About this exercise: Everything from the line with "entry.0 += 1;" to the last line of the material below is what to reproduce, exactly and with no other lines.

● ● ●

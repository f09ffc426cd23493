//! The `examforge create` command.

use std::collections::BTreeMap;
use std::path::{Path, PathBuf};

use anyhow::{Context, Result};
use comfy_table::{Cell, Table};
use serde::Serialize;

use examforge_core::engine::CreateExamRequest;
use examforge_core::model::{Board, Difficulty, Exam, Student};
use examforge_core::progress::QuestionView;
use examforge_core::prompt::PaperRequest;

use super::{engine, print_json};

pub struct CreateArgs {
    pub name: String,
    pub email: String,
    pub board: Board,
    pub class: u8,
    pub subject: String,
    pub chapter: Option<String>,
    pub difficulty: Difficulty,
    pub duration: Option<u32>,
    pub syllabus: Option<PathBuf>,
}

/// A freshly created exam as the student may see it.
#[derive(Serialize)]
struct CreatedExam {
    exam: Exam,
    questions: Vec<QuestionView>,
}

pub async fn execute(args: CreateArgs, config_path: Option<&Path>, json: bool) -> Result<()> {
    let syllabus = args
        .syllabus
        .as_deref()
        .map(|path| {
            std::fs::read_to_string(path)
                .with_context(|| format!("failed to read syllabus: {}", path.display()))
        })
        .transpose()?;

    let engine = engine(config_path).await?;
    let request = CreateExamRequest {
        student: Student {
            name: args.name,
            email: args.email,
        },
        paper: PaperRequest {
            board: args.board,
            class_num: args.class,
            subject: args.subject,
            chapter_focus: args.chapter.filter(|c| !c.trim().is_empty()),
            difficulty: args.difficulty,
            syllabus,
        },
        duration_minutes: args.duration,
    };
    let record = engine.create_exam(request).await?;

    if json {
        return print_json(&CreatedExam {
            questions: record.questions.iter().map(QuestionView::from).collect(),
            exam: record.exam,
        });
    }

    let exam = &record.exam;
    println!("Created exam {}", exam.id);
    println!(
        "{} class {} {} ({}), {} minutes, {} marks",
        exam.board, exam.class_num, exam.subject, exam.difficulty, exam.duration_minutes, exam.total_marks
    );

    let mut sections: BTreeMap<&str, (u32, u32)> = BTreeMap::new();
    for q in &record.questions {
        let entry = sections.entry(q.section.as_str()).or_default();
        entry.0 += 1;
        entry.1 += q.marks;
    }
    let mut table = Table::new();
    table.set_header(vec!["Section", "Questions", "Marks"]);
    for (label, (count, marks)) in &sections {
        table.add_row(vec![Cell::new(label), Cell::new(count), Cell::new(marks)]);
    }
    println!("{table}");
    println!("\nStart with: examforge start {}", exam.id);
    Ok(())
}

● ● ●

Written answer:
        entry.0 += 1;
        entry.1 += q.marks;
    }
    let mut table = Table::new();
    table.set_header(vec!["Section", "Questions", "Marks"]);
    for (label, (count, marks)) in &sections {
        table.add_row(vec![Cell::new(label), Cell::new(count), Cell::new(marks)]);
    }
    println!("{table}");
    println!("\nStart with: examforge start {}", exam.id);
    Ok(())
}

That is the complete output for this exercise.